Instructions for the task:
Find where "rounding half up." occurs in the data below, and retype that line and every later line exactly.

Records:
--- START ---
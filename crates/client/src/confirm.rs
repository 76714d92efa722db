//! Two-phase confirmation for destructive actions.

/// A pending request awaiting an explicit confirm or decline.
///
/// Requesting again replaces the pending target.
#[derive(Debug, Clone, PartialEq, Eq)]
pub struct Confirmation<T> {
    prompt: &'static str,
    pending: Option<T>,
}

impl<T> Confirmation<T> {
    pub fn new(prompt: &'static str) -> Self {
        Self {
            prompt,
            pending: None,
        }
    }

    pub fn request(&mut self, target: T) {
        self.pending = Some(target);
    }

    /// The question to show while a request is pending.
    pub fn prompt(&self) -> Option<&'static str> {
        self.pending.as_ref().map(|_| self.prompt)
    }

    pub fn pending(&self) -> Option<&T> {
        self.pending.as_ref()
    }

    pub fn is_pending(&self) -> bool {
        self.pending.is_some()
    }

    /// Accept the request, handing back its target.
    pub fn confirm(&mut self) -> Option<T> {
        self.pending.take()
    }

    pub fn decline(&mut self) {
        self.pending = None;
    }
}

#[cfg(test)]
mod tests {
    use super::*;

    #[test]
    fn confirm_yields_target_once() {
        let mut c = Confirmation::new("Excluir?");
        assert_eq!(c.prompt(), None);

        c.request(7);
        assert_eq!(c.prompt(), Some("Excluir?"));
        assert_eq!(c.pending(), Some(&7));
        assert_eq!(c.confirm(), Some(7));
        assert_eq!(c.confirm(), None);
    }

    #[test]
    fn decline_discards_target() {
        let mut c = Confirmation::new("Sair?");
        c.request(());
        c.decline();
        assert!(!c.is_pending());
        assert_eq!(c.confirm(), None);
    }

    #[test]
    fn new_request_replaces_pending() {
        let mut c = Confirmation::new("Excluir?");
        c.request(1);
        c.request(2);
        assert_eq!(c.confirm(), Some(2));
    }
}
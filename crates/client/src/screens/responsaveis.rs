//! "Responsáveis": list with regional names, add, inline edit and guarded
//! deletion.

use std::sync::Arc;

use plano_core::messages;
use plano_core::payload::ResponsavelPayload;
use plano_core::types::DbId;
use plano_core::validation::validate_payload;

use crate::confirm::Confirmation;
use crate::guard::ViewGuard;
use crate::records::{Regional, Responsavel};
use crate::store::PlanStore;

/// Input of the add row, or of a row in inline edit mode.
#[derive(Debug, Clone, Default, PartialEq, Eq)]
pub struct ResponsavelDraft {
    pub nome_responsavel: String,
    pub regional_id: Option<DbId>,
}

impl ResponsavelDraft {
    fn to_payload(&self) -> Result<ResponsavelPayload, &'static str> {
        let regional_id = self.regional_id.ok_or(messages::FILL_ALL_FIELDS)?;
        let payload = ResponsavelPayload {
            nome_responsavel: self.nome_responsavel.trim().to_string(),
            regional_id,
        };
        validate_payload(&payload).map_err(|_| messages::FILL_ALL_FIELDS)?;
        Ok(payload)
    }
}

pub struct ResponsaveisScreen {
    store: Arc<dyn PlanStore>,
    guard: ViewGuard,
    regionais: Vec<Regional>,
    responsaveis: Vec<Responsavel>,
    pub new_draft: ResponsavelDraft,
    editing: Option<(DbId, ResponsavelDraft)>,
    delete: Confirmation<DbId>,
    error: Option<&'static str>,
    busy: bool,
}

impl ResponsaveisScreen {
    pub fn new(store: Arc<dyn PlanStore>, guard: ViewGuard) -> Self {
        Self {
            store,
            guard,
            regionais: Vec::new(),
            responsaveis: Vec::new(),
            new_draft: ResponsavelDraft::default(),
            editing: None,
            delete: Confirmation::new(messages::CONFIRM_DELETE_RESPONSAVEL),
            error: None,
            busy: false,
        }
    }

    pub fn regionais(&self) -> &[Regional] {
        &self.regionais
    }

    pub fn responsaveis(&self) -> &[Responsavel] {
        &self.responsaveis
    }

    pub fn error(&self) -> Option<&'static str> {
        self.error
    }

    pub fn is_busy(&self) -> bool {
        self.busy
    }

    pub async fn load(&mut self) {
        let (regionais, responsaveis) =
            tokio::join!(self.store.list_regionais(), self.store.list_responsaveis());
        if !self.guard.is_current() {
            return;
        }

        match (regionais, responsaveis) {
            (Ok(regionais), Ok(responsaveis)) => {
                self.regionais = regionais;
                self.responsaveis = responsaveis;
            }
            (Err(err), _) | (_, Err(err)) => {
                tracing::warn!(error = %err, "Failed to load responsáveis");
                self.error = Some(messages::LOAD_DATA_FAILED);
            }
        }
    }

    pub async fn add(&mut self) -> bool {
        let payload = match self.new_draft.to_payload() {
            Ok(payload) => payload,
            Err(message) => {
                self.error = Some(message);
                return false;
            }
        };

        self.busy = true;
        self.error = None;
        let result = self.store.create_responsavel(&payload).await;
        self.busy = false;
        if !self.guard.is_current() {
            return result.is_ok();
        }

        match result {
            Ok(responsavel) => {
                tracing::info!(responsavel_id = responsavel.id, "Responsável created");
                self.new_draft = ResponsavelDraft::default();
                self.load().await;
                true
            }
            Err(err) => {
                tracing::warn!(error = %err, "Failed to create responsável");
                self.error = Some(messages::CREATE_RESPONSAVEL_FAILED);
                false
            }
        }
    }

    // ---- inline edit ----

    pub fn editing(&self) -> Option<&(DbId, ResponsavelDraft)> {
        self.editing.as_ref()
    }

    pub fn start_edit(&mut self, id: DbId) {
        if let Some(row) = self.responsaveis.iter().find(|r| r.id == id) {
            let draft = ResponsavelDraft {
                nome_responsavel: row.nome_responsavel.clone(),
                regional_id: Some(row.regional_id),
            };
            self.editing = Some((id, draft));
        }
    }

    pub fn edit_draft_mut(&mut self) -> Option<&mut ResponsavelDraft> {
        self.editing.as_mut().map(|(_, draft)| draft)
    }

    pub fn cancel_edit(&mut self) {
        self.editing = None;
    }

    pub async fn save_edit(&mut self) -> bool {
        let Some((id, draft)) = self.editing.clone() else {
            return false;
        };
        let payload = match draft.to_payload() {
            Ok(payload) => payload,
            Err(message) => {
                self.error = Some(message);
                return false;
            }
        };

        self.busy = true;
        self.error = None;
        let result = self.store.update_responsavel(id, &payload).await;
        self.busy = false;
        if !self.guard.is_current() {
            return result.is_ok();
        }

        match result {
            Ok(_) => {
                self.editing = None;
                self.load().await;
                true
            }
            Err(err) => {
                tracing::warn!(error = %err, responsavel_id = id, "Failed to update responsável");
                self.error = Some(messages::UPDATE_RESPONSAVEL_FAILED);
                false
            }
        }
    }

    // ---- delete ----

    pub fn request_delete(&mut self, id: DbId) {
        self.delete.request(id);
    }

    pub fn delete_prompt(&self) -> Option<&'static str> {
        self.delete.prompt()
    }

    pub fn decline_delete(&mut self) {
        self.delete.decline();
    }

    pub async fn confirm_delete(&mut self) {
        let Some(id) = self.delete.confirm() else {
            return;
        };

        self.busy = true;
        self.error = None;
        let result = self.store.delete_responsavel(id).await;
        self.busy = false;
        if !self.guard.is_current() {
            return;
        }

        match result {
            Ok(()) => {
                tracing::info!(responsavel_id = id, "Responsável deleted");
                self.load().await;
            }
            Err(err) => {
                tracing::warn!(error = %err, responsavel_id = id, "Failed to delete responsável");
                self.error = Some(if err.is_dependent_records() {
                    messages::DELETE_RESPONSAVEL_HAS_DEPENDENTS
                } else {
                    messages::DELETE_RESPONSAVEL_FAILED
                });
            }
        }
    }
}
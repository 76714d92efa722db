//! Public API key check.
//!
//! Every `/api/v1` request must carry the anonymous key in an `apikey`
//! header. The key identifies the client application, not the user.

use axum::extract::{Request, State};
use axum::middleware::Next;
use axum::response::Response;
use plano_core::error::CoreError;

use crate::error::AppError;
use crate::state::AppState;

/// Header carrying the anonymous key.
pub const API_KEY_HEADER: &str = "apikey";

/// Reject the request with 401 unless `apikey` matches the configured key.
pub async fn require_api_key(
    State(state): State<AppState>,
    request: Request,
    next: Next,
) -> Result<Response, AppError> {
    let provided = request
        .headers()
        .get(API_KEY_HEADER)
        .and_then(|v| v.to_str().ok());

    match provided {
        Some(key) if key == state.config.anon_key => Ok(next.run(request).await),
        Some(_) => Err(AppError::Core(CoreError::Unauthorized(
            "Invalid API key".into(),
        ))),
        None => Err(AppError::Core(CoreError::Unauthorized(
            "Missing apikey header".into(),
        ))),
    }
}
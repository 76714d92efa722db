//! Status aggregation for the dashboard ("Indicadores").
//!
//! Percentages are rounded per bucket, independently of each other, so the
//! four buckets are not guaranteed to add up to exactly 100.

use serde::{Deserialize, Serialize};

use crate::status::PlanoStatus;

/// Counts of plan actions per status over an unfiltered set.
#[derive(Debug, Clone, Copy, Default, PartialEq, Eq, Serialize, Deserialize)]
pub struct StatusSummary {
    pub total: u64,
    pub planejado: u64,
    pub em_andamento: u64,
    pub concluido: u64,
    pub atrasado: u64,
}

/// One dashboard card: a status with its count and rounded share.
#[derive(Debug, Clone, Copy, PartialEq, Eq, Serialize)]
pub struct StatusBucket {
    pub status: PlanoStatus,
    pub count: u64,
    pub percentage: u32,
}

impl StatusSummary {
    /// Count every status in `statuses`.
    pub fn from_statuses<I>(statuses: I) -> Self
    where
        I: IntoIterator<Item = PlanoStatus>,
    {
        let mut summary = Self::default();
        for status in statuses {
            summary.total += 1;
            match status {
                PlanoStatus::Planejado => summary.planejado += 1,
                PlanoStatus::EmAndamento => summary.em_andamento += 1,
                PlanoStatus::Concluido => summary.concluido += 1,
                PlanoStatus::Atrasado => summary.atrasado += 1,
            }
        }
        summary
    }

    pub fn count(&self, status: PlanoStatus) -> u64 {
        match status {
            PlanoStatus::Planejado => self.planejado,
            PlanoStatus::EmAndamento => self.em_andamento,
            PlanoStatus::Concluido => self.concluido,
            PlanoStatus::Atrasado => self.atrasado,
        }
    }

    /// Share of `status` in whole percent. Zero when there are no rows.
    pub fn percentage(&self, status: PlanoStatus) -> u32 {
        percentage(self.count(status), self.total)
    }

    /// One bucket per status, in [`PlanoStatus::ALL`] order.
    pub fn buckets(&self) -> [StatusBucket; 4] {
        PlanoStatus::ALL.map(|status| StatusBucket {
            status,
            count: self.count(status),
            percentage: self.percentage(status),
        })
    }

    /// "Taxa de Conclusão".
    pub fn completion_rate(&self) -> u32 {
        self.percentage(PlanoStatus::Concluido)
    }

    /// "Ações em Execução".
    pub fn in_progress_rate(&self) -> u32 {
        self.percentage(PlanoStatus::EmAndamento)
    }

    /// "Taxa de Atraso".
    pub fn late_rate(&self) -> u32 {
        self.percentage(PlanoStatus::Atrasado)
    }
}

/// `round(100 * count / total)`, with `total == 0` yielding 0.
///
/// Halves round away from zero, which for these non-negative inputs is the
/// same as rounding half up.
pub fn percentage(count: u64, total: u64) -> u32 {
    if total == 0 {
        return 0;
    }
    ((count as f64 / total as f64) * 100.0).round() as u32
}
--- END ---
Result of the task:
/// same as rounding half up.
pub fn percentage(count: u64, total: u64) -> u32 {
    if total == 0 {
        return 0;
    }
    ((count as f64 / total as f64) * 100.0).round() as u32
}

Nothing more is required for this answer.